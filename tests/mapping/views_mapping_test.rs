//! Integration tests for mapping LookML views to cubes.

use std::path::{Path, PathBuf};

use lkml2cube::loader::{load_namespace, load_namespace_from_str};
use lkml2cube::mapping::{map_views, MapOptions, MappingError};
use lkml2cube::model::{Cube, CubeDimensionType, CubeMeasureType, Namespace};

fn fixtures() -> PathBuf {
    Path::new(env!("CARGO_MANIFEST_DIR")).join("tests/fixtures/lkml")
}

fn load_fixture(name: &str) -> Namespace {
    let path = fixtures().join("views").join(name);
    load_namespace(path.to_str().unwrap(), None).unwrap()
}

fn map_one(source: &str) -> Result<Cube, MappingError> {
    let namespace = load_namespace_from_str(source, "inline.view.lkml").unwrap();
    map_views(&namespace, &MapOptions::default()).map(|mut cubes| cubes.remove(0))
}

// ============================================================================
// Fixture Views
// ============================================================================

#[test]
fn test_orders_view_maps_to_cube() {
    let namespace = load_fixture("orders.view.lkml");
    let cubes = map_views(&namespace, &MapOptions::default()).unwrap();
    assert_eq!(cubes.len(), 1);

    let orders = &cubes[0];
    assert_eq!(orders.name, "orders");
    assert_eq!(orders.title.as_deref(), Some("Orders"));
    assert_eq!(orders.description.as_deref(), Some("One row per order"));
    assert_eq!(orders.sql_table.as_deref(), Some("public.orders"));
    assert!(orders.sql.is_none());

    let names: Vec<&str> = orders.dimensions.iter().map(|d| d.name.as_str()).collect();
    assert_eq!(
        names,
        vec!["id", "status", "user_id", "is_gift", "amount_tier", "created_at"]
    );
    assert_eq!(orders.primary_key().map(|d| d.name.as_str()), Some("id"));
}

#[test]
fn test_dimension_translation() {
    let cube = &map_views(&load_fixture("orders.view.lkml"), &MapOptions::default()).unwrap()[0];
    let dim = |name: &str| cube.dimensions.iter().find(|d| d.name == name).unwrap();

    assert_eq!(dim("id").sql, "{CUBE}.id");
    assert_eq!(dim("id").dimension_type, CubeDimensionType::Number);
    assert_eq!(dim("id").primary_key, Some(true));
    assert_eq!(dim("status").dimension_type, CubeDimensionType::String);
    assert_eq!(dim("status").public, None);
    assert_eq!(dim("user_id").public, Some(false));
    assert_eq!(dim("is_gift").dimension_type, CubeDimensionType::Boolean);
    assert_eq!(dim("created_at").dimension_type, CubeDimensionType::Time);
    assert_eq!(dim("created_at").sql, "{CUBE}.created_at");

    let tier = dim("amount_tier");
    assert_eq!(tier.dimension_type, CubeDimensionType::Number);
    assert!(tier.sql.starts_with("CASE WHEN {CUBE}.amount >= 0 AND {CUBE}.amount < 100 THEN 0"));
    assert_eq!(tier.meta.as_ref().unwrap().tiers, vec![0.0, 100.0, 500.0]);
}

#[test]
fn test_measure_translation() {
    let cube = &map_views(&load_fixture("orders.view.lkml"), &MapOptions::default()).unwrap()[0];
    let measure = |name: &str| cube.measures.iter().find(|m| m.name == name).unwrap();

    let count = measure("count");
    assert_eq!(count.measure_type, CubeMeasureType::Count);
    assert!(count.sql.is_none());
    assert_eq!(count.drill_members, vec!["id", "status", "created_at"]);

    let total = measure("total_amount");
    assert_eq!(total.measure_type, CubeMeasureType::Sum);
    assert_eq!(total.sql.as_deref(), Some("{CUBE}.amount"));
    assert_eq!(total.title.as_deref(), Some("Total Amount"));

    let unique = measure("unique_users");
    assert_eq!(unique.measure_type, CubeMeasureType::CountDistinctApprox);
    assert_eq!(unique.sql.as_deref(), Some("{user_id}"));
}

#[test]
fn test_derived_table_becomes_sql() {
    let cube = &map_views(&load_fixture("products.view.lkml"), &MapOptions::default()).unwrap()[0];
    assert!(cube.sql_table.is_none());
    let sql = cube.sql.as_deref().unwrap();
    assert!(sql.starts_with("SELECT id, name, category"));
    assert!(sql.ends_with("WHERE NOT discontinued"));
}

#[test]
fn test_cubes_keep_declaration_order() {
    let pattern = fixtures().join("explores/orders.explore.lkml");
    let namespace = load_namespace(pattern.to_str().unwrap(), Some(&fixtures())).unwrap();
    let cubes = map_views(&namespace, &MapOptions::default()).unwrap();
    let names: Vec<&str> = cubes.iter().map(|c| c.name.as_str()).collect();
    let expected: Vec<&str> = namespace.views.iter().map(|v| v.name.as_str()).collect();
    assert_eq!(names, expected);
}

// ============================================================================
// Errors and Edge Cases
// ============================================================================

#[test]
fn test_no_views() {
    let namespace = load_namespace_from_str("explore: orders {}", "model.lkml").unwrap();
    assert_eq!(
        map_views(&namespace, &MapOptions::default()),
        Err(MappingError::NoViews)
    );
    assert_eq!(
        map_views(&namespace, &MapOptions::default().with_require_views(false)),
        Ok(vec![])
    );
}

#[test]
fn test_missing_table_reference() {
    let err = map_one("view: orders { dimension: id { type: number sql: ${TABLE}.id ;; } }")
        .unwrap_err();
    assert_eq!(
        err,
        MappingError::MissingAttribute {
            context: "view 'orders'".into(),
            attribute: "sql_table_name".into(),
        }
    );
}

#[test]
fn test_unsupported_dimension_type() {
    let err = map_one(
        "view: t { sql_table_name: t ;; dimension: loc { type: location sql: ${TABLE}.loc ;; } }",
    )
    .unwrap_err();
    assert!(matches!(
        err,
        MappingError::UnsupportedType { ref kind, ref type_name, .. }
            if kind == "dimension" && type_name == "location"
    ));
}

#[test]
fn test_unsupported_dimension_group_type() {
    let err = map_one(
        "view: t { sql_table_name: t ;; dimension_group: span { type: duration sql: x ;; } }",
    )
    .unwrap_err();
    assert!(matches!(
        err,
        MappingError::UnsupportedType { ref kind, .. } if kind == "dimension_group"
    ));
}

#[test]
fn test_non_count_measure_requires_sql() {
    let err = map_one("view: t { sql_table_name: t ;; measure: total { type: sum } }").unwrap_err();
    assert!(matches!(
        err,
        MappingError::MissingAttribute { ref attribute, ref context }
            if attribute == "sql" && context == "view 't' measure 'total'"
    ));
}

#[test]
fn test_dimension_requires_type() {
    let err = map_one("view: t { sql_table_name: t ;; dimension: a { sql: a ;; } }").unwrap_err();
    assert_eq!(
        err,
        MappingError::MissingAttribute {
            context: "view 't' dimension 'a'".into(),
            attribute: "type".into(),
        }
    );
    assert!(err.to_string().contains("view 't' dimension 'a'"));
}

#[test]
fn test_duplicate_primary_key() {
    let err = map_one(
        r#"view: t {
          sql_table_name: t ;;
          dimension: a { primary_key: yes type: number sql: a ;; }
          dimension: b { primary_key: yes type: number sql: b ;; }
        }"#,
    )
    .unwrap_err();
    assert_eq!(
        err,
        MappingError::DuplicatePrimaryKey {
            view: "t".into(),
            first: "a".into(),
            second: "b".into(),
        }
    );
}

#[test]
fn test_duplicate_view_keeps_first() {
    let namespace = load_namespace_from_str(
        "view: t { sql_table_name: first ;; } view: t { sql_table_name: second ;; }",
        "dupes.lkml",
    )
    .unwrap();
    let cubes = map_views(&namespace, &MapOptions::default()).unwrap();
    assert_eq!(cubes.len(), 1);
    assert_eq!(cubes[0].sql_table.as_deref(), Some("first"));
}

#[test]
fn test_extends_carries_parent() {
    let namespace = load_namespace_from_str(
        r#"view: base { sql_table_name: base ;; }
        view: child { extends: [base] label: "Child" }"#,
        "extends.lkml",
    )
    .unwrap();
    let cubes = map_views(&namespace, &MapOptions::default()).unwrap();
    assert_eq!(cubes[1].extends.as_deref(), Some("base"));
    assert!(cubes[1].sql_table.is_none());
}

#[test]
fn test_empty_view_maps_to_empty_cube() {
    let cube = map_one("view: t { sql_table_name: t ;; }").unwrap();
    assert!(cube.dimensions.is_empty());
    assert!(cube.measures.is_empty());
}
※ ※ ※
### Your task
Each line that holds the string "UnsupportedType" counts once. Give the total for the listing and nothing else.

### Solved problem
2